----- Provided records
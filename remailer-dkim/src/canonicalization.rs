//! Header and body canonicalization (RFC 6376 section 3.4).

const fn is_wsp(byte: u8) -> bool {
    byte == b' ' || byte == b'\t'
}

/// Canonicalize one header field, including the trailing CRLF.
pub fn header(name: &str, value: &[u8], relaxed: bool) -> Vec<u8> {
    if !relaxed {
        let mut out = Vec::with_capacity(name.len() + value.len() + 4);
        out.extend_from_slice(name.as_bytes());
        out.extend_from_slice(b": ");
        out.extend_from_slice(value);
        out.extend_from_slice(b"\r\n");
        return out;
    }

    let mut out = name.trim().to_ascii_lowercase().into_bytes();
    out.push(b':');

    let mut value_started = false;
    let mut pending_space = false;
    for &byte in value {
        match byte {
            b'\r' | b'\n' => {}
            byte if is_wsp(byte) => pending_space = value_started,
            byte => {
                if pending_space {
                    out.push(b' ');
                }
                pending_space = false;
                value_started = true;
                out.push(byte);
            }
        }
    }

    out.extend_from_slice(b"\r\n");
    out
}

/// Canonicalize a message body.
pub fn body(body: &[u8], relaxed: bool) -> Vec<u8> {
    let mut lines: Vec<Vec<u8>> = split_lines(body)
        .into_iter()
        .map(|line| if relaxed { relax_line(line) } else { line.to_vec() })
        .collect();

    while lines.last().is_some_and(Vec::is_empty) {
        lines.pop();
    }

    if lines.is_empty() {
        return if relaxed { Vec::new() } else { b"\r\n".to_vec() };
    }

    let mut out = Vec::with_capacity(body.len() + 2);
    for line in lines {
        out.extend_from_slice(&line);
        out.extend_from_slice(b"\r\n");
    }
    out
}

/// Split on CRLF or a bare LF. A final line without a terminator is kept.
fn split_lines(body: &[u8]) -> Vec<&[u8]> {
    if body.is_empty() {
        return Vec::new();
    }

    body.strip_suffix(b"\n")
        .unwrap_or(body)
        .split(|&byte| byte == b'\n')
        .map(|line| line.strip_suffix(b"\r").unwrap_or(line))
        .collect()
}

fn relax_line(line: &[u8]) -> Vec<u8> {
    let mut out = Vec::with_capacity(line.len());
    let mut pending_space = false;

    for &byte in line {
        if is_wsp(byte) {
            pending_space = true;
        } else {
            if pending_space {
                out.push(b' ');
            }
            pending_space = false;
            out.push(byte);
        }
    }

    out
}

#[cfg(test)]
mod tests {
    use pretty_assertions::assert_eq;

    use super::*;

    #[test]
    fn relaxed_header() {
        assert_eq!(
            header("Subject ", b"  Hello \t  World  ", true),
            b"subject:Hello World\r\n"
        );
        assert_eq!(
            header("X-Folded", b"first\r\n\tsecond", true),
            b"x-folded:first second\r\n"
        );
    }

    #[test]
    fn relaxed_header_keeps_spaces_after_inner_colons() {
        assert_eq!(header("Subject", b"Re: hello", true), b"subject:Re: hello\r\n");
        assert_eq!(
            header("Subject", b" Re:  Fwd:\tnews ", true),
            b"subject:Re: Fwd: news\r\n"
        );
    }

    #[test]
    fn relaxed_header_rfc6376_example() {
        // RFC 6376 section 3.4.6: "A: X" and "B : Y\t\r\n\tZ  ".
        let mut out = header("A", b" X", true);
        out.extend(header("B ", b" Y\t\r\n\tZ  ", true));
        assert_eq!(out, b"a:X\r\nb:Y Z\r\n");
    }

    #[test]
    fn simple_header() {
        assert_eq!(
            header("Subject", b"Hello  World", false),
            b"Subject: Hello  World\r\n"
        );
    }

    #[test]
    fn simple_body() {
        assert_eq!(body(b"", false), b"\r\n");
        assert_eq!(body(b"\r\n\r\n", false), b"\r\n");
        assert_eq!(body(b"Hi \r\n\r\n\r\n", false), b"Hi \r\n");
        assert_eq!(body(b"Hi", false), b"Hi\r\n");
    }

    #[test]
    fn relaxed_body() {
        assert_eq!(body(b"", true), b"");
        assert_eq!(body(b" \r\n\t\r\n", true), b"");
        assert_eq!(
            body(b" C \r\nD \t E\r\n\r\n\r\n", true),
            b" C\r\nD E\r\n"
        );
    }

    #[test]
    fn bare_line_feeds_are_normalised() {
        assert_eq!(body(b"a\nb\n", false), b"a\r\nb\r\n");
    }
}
----------
----- Provided records
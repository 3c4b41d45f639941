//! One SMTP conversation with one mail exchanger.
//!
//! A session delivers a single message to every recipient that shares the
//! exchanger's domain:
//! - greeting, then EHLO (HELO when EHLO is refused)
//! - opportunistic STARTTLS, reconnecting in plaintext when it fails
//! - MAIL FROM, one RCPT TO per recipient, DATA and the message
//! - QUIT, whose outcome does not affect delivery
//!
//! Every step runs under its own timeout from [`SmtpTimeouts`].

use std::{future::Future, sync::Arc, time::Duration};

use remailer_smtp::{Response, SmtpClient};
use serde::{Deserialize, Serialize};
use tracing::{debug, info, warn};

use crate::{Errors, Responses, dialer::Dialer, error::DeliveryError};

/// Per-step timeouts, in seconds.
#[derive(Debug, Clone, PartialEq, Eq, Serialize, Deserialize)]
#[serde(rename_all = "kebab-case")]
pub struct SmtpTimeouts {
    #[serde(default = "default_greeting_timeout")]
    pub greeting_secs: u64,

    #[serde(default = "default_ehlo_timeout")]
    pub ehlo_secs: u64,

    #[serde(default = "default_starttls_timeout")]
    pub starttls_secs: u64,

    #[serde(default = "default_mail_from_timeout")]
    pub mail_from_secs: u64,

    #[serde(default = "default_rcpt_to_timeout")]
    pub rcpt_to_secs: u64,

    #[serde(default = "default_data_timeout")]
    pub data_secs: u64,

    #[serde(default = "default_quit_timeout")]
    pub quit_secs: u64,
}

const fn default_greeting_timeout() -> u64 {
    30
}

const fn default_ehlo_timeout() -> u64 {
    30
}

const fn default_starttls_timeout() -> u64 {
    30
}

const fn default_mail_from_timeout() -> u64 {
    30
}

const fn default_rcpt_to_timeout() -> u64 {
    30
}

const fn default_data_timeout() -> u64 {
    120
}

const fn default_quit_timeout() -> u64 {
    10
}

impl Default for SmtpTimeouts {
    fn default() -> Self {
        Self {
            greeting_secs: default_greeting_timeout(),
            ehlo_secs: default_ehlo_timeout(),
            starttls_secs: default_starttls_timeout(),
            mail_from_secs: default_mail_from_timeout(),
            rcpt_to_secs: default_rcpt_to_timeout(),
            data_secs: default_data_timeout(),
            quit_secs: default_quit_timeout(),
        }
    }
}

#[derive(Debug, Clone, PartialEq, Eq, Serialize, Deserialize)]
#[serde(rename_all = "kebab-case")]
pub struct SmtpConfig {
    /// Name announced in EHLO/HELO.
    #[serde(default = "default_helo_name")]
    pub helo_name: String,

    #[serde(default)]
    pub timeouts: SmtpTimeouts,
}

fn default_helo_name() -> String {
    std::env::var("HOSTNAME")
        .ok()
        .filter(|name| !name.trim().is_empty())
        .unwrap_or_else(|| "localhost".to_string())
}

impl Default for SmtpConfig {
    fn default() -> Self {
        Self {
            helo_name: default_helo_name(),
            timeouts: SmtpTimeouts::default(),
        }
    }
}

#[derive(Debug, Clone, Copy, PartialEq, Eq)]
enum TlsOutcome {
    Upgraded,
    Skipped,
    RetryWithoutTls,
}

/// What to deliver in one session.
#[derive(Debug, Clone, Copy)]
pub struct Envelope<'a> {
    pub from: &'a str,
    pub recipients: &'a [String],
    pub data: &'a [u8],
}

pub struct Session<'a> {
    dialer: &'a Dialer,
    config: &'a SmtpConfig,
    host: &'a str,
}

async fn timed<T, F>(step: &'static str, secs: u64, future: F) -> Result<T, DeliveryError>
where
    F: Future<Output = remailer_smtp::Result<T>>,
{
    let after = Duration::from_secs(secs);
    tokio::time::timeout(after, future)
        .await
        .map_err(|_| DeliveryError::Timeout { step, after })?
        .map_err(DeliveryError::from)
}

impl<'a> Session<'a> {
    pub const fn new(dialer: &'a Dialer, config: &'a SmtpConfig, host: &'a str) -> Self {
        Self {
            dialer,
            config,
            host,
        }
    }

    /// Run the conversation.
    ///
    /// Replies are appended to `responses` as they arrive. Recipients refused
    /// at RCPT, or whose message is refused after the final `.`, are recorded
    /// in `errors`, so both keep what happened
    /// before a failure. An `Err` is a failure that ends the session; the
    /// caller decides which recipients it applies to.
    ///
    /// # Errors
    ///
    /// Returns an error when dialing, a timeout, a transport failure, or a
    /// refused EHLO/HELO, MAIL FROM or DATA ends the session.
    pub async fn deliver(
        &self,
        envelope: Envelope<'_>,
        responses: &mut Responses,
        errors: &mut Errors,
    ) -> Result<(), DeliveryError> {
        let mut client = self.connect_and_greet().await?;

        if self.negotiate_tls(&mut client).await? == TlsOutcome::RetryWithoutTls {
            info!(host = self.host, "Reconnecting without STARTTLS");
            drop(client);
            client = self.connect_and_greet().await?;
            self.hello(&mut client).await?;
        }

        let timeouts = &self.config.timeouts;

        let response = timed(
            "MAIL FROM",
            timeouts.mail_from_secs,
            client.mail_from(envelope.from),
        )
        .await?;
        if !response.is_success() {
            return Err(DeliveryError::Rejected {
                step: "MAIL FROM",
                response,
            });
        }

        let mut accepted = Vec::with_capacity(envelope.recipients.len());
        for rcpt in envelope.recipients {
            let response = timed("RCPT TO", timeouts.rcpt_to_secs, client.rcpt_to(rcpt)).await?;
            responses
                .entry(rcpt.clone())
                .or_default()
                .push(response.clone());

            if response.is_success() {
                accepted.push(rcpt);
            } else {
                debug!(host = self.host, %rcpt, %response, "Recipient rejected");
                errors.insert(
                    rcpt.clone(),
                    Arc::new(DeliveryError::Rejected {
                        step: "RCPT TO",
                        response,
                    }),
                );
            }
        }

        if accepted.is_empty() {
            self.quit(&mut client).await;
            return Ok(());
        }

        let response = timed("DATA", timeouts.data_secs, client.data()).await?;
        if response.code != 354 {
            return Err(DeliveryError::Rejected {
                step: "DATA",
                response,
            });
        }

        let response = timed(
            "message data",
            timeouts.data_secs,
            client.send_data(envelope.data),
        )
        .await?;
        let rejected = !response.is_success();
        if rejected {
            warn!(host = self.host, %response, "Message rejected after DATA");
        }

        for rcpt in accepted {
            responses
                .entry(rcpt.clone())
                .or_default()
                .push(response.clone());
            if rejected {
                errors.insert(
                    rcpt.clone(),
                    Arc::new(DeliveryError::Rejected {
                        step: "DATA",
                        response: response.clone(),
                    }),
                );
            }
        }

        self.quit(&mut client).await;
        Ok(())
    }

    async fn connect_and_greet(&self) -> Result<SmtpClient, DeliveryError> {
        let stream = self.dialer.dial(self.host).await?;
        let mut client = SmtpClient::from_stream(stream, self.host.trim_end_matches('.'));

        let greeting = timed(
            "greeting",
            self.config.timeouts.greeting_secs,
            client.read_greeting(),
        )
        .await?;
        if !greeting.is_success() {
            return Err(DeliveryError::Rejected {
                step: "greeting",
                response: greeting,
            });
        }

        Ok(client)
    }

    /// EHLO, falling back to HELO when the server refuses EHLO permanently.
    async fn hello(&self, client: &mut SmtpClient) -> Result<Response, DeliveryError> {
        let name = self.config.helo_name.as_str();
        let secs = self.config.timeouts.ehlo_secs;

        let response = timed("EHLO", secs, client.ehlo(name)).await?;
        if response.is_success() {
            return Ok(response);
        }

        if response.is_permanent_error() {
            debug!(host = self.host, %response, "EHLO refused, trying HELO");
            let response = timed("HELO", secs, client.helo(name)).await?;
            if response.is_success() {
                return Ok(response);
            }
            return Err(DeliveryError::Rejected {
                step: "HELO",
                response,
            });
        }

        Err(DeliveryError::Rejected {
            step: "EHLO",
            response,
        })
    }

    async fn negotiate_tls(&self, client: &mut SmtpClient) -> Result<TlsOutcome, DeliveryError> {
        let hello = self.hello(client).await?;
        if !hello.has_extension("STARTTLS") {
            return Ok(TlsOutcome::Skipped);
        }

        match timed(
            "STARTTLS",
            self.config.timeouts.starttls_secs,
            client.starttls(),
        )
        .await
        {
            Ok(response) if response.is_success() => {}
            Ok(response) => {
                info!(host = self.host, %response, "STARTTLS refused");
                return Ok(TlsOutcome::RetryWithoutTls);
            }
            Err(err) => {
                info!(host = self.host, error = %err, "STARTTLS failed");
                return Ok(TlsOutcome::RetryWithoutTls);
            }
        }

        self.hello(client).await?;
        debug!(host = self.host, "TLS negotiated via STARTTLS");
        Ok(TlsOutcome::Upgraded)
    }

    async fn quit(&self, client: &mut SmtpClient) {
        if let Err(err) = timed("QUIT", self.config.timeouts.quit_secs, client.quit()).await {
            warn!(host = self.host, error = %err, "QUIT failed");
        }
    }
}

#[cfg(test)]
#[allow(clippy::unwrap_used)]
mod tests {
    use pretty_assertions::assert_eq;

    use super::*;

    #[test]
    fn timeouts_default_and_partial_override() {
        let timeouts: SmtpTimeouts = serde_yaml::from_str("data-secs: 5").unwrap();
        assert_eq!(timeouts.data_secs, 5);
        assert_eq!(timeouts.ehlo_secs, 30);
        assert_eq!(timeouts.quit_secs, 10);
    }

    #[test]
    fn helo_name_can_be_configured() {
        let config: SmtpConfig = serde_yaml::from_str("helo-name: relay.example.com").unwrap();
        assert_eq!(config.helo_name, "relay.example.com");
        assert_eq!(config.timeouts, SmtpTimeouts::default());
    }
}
----------
----- Provided records
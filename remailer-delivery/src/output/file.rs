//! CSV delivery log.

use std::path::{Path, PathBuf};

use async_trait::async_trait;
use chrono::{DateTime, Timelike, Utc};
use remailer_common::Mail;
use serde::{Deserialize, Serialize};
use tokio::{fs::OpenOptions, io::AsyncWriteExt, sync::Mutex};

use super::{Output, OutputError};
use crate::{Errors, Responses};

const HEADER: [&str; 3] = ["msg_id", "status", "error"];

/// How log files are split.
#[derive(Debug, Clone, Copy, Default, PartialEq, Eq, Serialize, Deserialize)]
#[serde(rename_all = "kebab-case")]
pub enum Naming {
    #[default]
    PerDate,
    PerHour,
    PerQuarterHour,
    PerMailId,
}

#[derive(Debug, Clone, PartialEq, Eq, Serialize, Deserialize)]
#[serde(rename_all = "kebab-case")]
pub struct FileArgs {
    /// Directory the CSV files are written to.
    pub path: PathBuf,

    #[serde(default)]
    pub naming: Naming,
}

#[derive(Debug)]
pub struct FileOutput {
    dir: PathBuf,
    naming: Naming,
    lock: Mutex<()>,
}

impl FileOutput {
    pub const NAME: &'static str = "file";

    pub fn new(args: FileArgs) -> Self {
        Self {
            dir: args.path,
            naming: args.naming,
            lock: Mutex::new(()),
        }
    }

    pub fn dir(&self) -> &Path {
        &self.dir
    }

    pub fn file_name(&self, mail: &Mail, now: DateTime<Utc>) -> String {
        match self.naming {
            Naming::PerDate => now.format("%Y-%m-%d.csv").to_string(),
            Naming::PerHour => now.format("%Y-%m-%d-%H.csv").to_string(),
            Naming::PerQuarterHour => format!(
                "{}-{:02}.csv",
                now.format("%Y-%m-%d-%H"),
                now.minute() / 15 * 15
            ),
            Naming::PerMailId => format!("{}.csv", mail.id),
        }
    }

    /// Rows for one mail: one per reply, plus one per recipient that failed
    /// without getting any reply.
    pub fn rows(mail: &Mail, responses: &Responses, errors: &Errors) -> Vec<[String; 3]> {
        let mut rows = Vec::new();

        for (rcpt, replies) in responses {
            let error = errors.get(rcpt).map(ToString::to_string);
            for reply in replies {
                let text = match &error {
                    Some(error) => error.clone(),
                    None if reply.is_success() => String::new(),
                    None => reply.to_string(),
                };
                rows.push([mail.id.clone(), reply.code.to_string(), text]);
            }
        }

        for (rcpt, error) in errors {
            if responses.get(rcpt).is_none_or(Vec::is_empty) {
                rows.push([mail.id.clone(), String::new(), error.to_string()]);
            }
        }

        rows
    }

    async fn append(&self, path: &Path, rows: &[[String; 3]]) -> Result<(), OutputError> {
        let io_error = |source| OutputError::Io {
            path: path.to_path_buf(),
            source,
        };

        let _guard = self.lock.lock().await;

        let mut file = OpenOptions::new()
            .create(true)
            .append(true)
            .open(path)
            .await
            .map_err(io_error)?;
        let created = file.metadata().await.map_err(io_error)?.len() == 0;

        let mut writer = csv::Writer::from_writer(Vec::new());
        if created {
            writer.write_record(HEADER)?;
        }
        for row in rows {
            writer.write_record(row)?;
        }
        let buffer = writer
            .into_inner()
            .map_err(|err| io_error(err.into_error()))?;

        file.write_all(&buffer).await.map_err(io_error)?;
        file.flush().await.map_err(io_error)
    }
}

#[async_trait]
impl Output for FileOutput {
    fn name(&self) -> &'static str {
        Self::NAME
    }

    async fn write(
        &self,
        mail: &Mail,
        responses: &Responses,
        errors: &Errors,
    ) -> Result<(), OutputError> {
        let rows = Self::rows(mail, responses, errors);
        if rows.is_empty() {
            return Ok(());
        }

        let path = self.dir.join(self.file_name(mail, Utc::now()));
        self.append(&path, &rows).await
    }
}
----------
* Task description *
Find the word "filename" in the data and copy out each line where it turns up.

* Solution below *
filename remailer-dkim/src/canonicalization.rs
filename remailer-delivery/src/output/file.rs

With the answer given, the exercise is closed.